• _Task description_:
Exact reproduction required: the lines below from the line with "# SchoolHub Config" to the line with "Reads a boolean", both ends included, and no others.

Stored data entries:
================
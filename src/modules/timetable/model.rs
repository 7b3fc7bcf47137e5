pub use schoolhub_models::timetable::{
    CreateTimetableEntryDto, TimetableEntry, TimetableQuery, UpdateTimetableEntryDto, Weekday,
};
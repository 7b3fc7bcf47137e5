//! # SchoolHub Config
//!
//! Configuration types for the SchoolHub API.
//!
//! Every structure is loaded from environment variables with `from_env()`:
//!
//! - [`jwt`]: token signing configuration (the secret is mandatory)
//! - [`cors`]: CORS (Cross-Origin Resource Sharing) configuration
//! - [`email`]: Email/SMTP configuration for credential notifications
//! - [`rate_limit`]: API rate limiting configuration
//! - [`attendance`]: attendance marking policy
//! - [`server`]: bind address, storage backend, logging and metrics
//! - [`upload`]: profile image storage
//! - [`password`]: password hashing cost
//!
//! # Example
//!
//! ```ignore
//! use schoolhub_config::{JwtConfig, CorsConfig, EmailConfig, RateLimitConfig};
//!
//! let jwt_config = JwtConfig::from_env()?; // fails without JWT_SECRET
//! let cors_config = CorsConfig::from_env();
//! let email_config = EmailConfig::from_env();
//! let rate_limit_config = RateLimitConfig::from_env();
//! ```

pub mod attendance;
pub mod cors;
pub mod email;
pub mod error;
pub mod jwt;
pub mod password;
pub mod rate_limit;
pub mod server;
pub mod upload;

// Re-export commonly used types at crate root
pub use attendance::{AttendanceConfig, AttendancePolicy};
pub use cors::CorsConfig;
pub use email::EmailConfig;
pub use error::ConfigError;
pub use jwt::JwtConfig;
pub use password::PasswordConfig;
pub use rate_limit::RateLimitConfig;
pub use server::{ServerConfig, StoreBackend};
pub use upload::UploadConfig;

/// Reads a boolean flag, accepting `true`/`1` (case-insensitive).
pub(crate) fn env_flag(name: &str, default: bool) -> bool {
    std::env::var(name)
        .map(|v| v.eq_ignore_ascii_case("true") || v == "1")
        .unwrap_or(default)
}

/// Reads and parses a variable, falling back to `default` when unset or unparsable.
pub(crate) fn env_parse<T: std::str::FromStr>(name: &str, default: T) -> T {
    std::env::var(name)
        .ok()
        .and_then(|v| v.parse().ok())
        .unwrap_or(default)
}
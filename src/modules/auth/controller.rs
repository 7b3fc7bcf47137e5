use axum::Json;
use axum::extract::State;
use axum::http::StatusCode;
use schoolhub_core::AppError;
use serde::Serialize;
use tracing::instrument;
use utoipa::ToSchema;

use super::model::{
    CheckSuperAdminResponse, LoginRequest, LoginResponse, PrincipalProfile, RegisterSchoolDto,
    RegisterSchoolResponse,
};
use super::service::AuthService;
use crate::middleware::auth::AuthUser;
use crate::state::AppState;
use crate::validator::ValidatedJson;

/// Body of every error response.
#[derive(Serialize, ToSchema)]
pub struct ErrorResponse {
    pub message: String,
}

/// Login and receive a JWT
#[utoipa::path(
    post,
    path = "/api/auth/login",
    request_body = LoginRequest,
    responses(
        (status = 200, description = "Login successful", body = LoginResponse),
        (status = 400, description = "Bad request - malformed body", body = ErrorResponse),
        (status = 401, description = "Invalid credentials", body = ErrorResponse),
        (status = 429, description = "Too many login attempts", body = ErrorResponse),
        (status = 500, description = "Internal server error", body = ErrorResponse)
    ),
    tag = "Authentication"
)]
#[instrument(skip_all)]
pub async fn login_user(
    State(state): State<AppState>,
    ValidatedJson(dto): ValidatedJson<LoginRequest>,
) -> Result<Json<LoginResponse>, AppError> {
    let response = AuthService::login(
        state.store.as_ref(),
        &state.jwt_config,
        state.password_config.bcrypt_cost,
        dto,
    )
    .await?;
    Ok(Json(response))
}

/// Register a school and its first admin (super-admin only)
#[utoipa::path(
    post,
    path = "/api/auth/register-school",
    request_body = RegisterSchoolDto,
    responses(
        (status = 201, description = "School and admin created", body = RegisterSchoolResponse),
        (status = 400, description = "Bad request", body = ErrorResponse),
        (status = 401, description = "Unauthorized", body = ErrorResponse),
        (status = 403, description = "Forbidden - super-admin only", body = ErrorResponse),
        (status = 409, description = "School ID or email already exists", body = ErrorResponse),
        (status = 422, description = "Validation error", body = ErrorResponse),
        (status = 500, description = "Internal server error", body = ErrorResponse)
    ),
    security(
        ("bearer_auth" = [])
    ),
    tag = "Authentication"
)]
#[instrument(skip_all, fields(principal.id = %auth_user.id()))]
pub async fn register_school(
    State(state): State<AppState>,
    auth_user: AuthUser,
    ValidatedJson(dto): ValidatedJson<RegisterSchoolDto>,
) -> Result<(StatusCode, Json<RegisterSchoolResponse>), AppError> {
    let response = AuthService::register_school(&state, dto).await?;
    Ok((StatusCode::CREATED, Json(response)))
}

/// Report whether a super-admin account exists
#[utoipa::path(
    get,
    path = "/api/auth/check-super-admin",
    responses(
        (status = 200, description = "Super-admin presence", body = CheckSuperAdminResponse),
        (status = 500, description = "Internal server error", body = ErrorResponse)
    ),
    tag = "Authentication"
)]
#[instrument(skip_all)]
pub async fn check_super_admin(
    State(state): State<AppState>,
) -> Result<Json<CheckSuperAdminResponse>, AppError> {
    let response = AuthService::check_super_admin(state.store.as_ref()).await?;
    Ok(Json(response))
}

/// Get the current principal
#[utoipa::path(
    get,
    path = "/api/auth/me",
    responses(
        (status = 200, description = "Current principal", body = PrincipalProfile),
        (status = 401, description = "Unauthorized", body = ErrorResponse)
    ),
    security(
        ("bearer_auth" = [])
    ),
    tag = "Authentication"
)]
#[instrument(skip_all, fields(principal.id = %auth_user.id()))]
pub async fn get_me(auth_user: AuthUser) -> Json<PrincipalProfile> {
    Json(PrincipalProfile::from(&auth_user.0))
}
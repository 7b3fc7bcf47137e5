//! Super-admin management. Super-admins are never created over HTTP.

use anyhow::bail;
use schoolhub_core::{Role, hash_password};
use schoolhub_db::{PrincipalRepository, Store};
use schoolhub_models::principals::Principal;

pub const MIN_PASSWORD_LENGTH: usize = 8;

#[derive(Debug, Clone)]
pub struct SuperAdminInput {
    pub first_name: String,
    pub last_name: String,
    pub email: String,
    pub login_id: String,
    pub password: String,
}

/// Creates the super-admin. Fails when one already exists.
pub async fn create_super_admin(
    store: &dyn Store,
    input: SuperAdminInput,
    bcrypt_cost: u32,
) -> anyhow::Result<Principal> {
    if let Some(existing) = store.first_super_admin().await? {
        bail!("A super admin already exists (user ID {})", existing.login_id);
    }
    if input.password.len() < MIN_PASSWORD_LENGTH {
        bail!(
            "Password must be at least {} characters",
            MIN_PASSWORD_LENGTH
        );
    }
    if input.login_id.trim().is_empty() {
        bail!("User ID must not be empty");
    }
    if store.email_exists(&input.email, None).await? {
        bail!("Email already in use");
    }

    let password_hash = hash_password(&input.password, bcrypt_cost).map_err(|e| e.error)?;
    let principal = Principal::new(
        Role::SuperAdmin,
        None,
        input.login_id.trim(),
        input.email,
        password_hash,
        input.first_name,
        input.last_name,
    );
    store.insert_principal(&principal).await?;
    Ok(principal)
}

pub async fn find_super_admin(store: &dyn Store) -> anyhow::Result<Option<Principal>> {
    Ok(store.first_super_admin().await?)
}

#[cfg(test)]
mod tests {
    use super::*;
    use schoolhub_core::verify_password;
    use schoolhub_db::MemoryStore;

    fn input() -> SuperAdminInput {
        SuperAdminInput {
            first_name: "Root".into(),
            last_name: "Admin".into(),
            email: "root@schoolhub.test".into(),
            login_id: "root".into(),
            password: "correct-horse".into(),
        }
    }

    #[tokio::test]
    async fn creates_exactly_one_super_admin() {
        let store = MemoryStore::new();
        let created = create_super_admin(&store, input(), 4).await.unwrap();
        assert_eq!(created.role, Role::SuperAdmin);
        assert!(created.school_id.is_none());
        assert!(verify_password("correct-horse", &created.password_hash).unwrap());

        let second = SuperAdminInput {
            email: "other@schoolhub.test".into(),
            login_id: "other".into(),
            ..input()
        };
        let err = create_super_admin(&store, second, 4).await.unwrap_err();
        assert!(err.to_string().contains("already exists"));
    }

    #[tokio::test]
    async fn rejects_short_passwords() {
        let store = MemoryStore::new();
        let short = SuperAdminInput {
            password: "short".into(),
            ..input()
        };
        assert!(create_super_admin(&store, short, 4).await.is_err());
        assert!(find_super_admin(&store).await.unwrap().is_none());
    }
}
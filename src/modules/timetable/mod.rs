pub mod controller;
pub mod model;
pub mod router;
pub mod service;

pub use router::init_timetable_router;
================
• _Response area_:
//! # SchoolHub Config
//!
//! Configuration types for the SchoolHub API.
//!
//! Every structure is loaded from environment variables with `from_env()`:
//!
//! - [`jwt`]: token signing configuration (the secret is mandatory)
//! - [`cors`]: CORS (Cross-Origin Resource Sharing) configuration
//! - [`email`]: Email/SMTP configuration for credential notifications
//! - [`rate_limit`]: API rate limiting configuration
//! - [`attendance`]: attendance marking policy
//! - [`server`]: bind address, storage backend, logging and metrics
//! - [`upload`]: profile image storage
//! - [`password`]: password hashing cost
//!
//! # Example
//!
//! ```ignore
//! use schoolhub_config::{JwtConfig, CorsConfig, EmailConfig, RateLimitConfig};
//!
//! let jwt_config = JwtConfig::from_env()?; // fails without JWT_SECRET
//! let cors_config = CorsConfig::from_env();
//! let email_config = EmailConfig::from_env();
//! let rate_limit_config = RateLimitConfig::from_env();
//! ```

pub mod attendance;
pub mod cors;
pub mod email;
pub mod error;
pub mod jwt;
pub mod password;
pub mod rate_limit;
pub mod server;
pub mod upload;

// Re-export commonly used types at crate root
pub use attendance::{AttendanceConfig, AttendancePolicy};
pub use cors::CorsConfig;
pub use email::EmailConfig;
pub use error::ConfigError;
pub use jwt::JwtConfig;
pub use password::PasswordConfig;
pub use rate_limit::RateLimitConfig;
pub use server::{ServerConfig, StoreBackend};
pub use upload::UploadConfig;

/// Reads a boolean flag, accepting `true`/`1` (case-insensitive).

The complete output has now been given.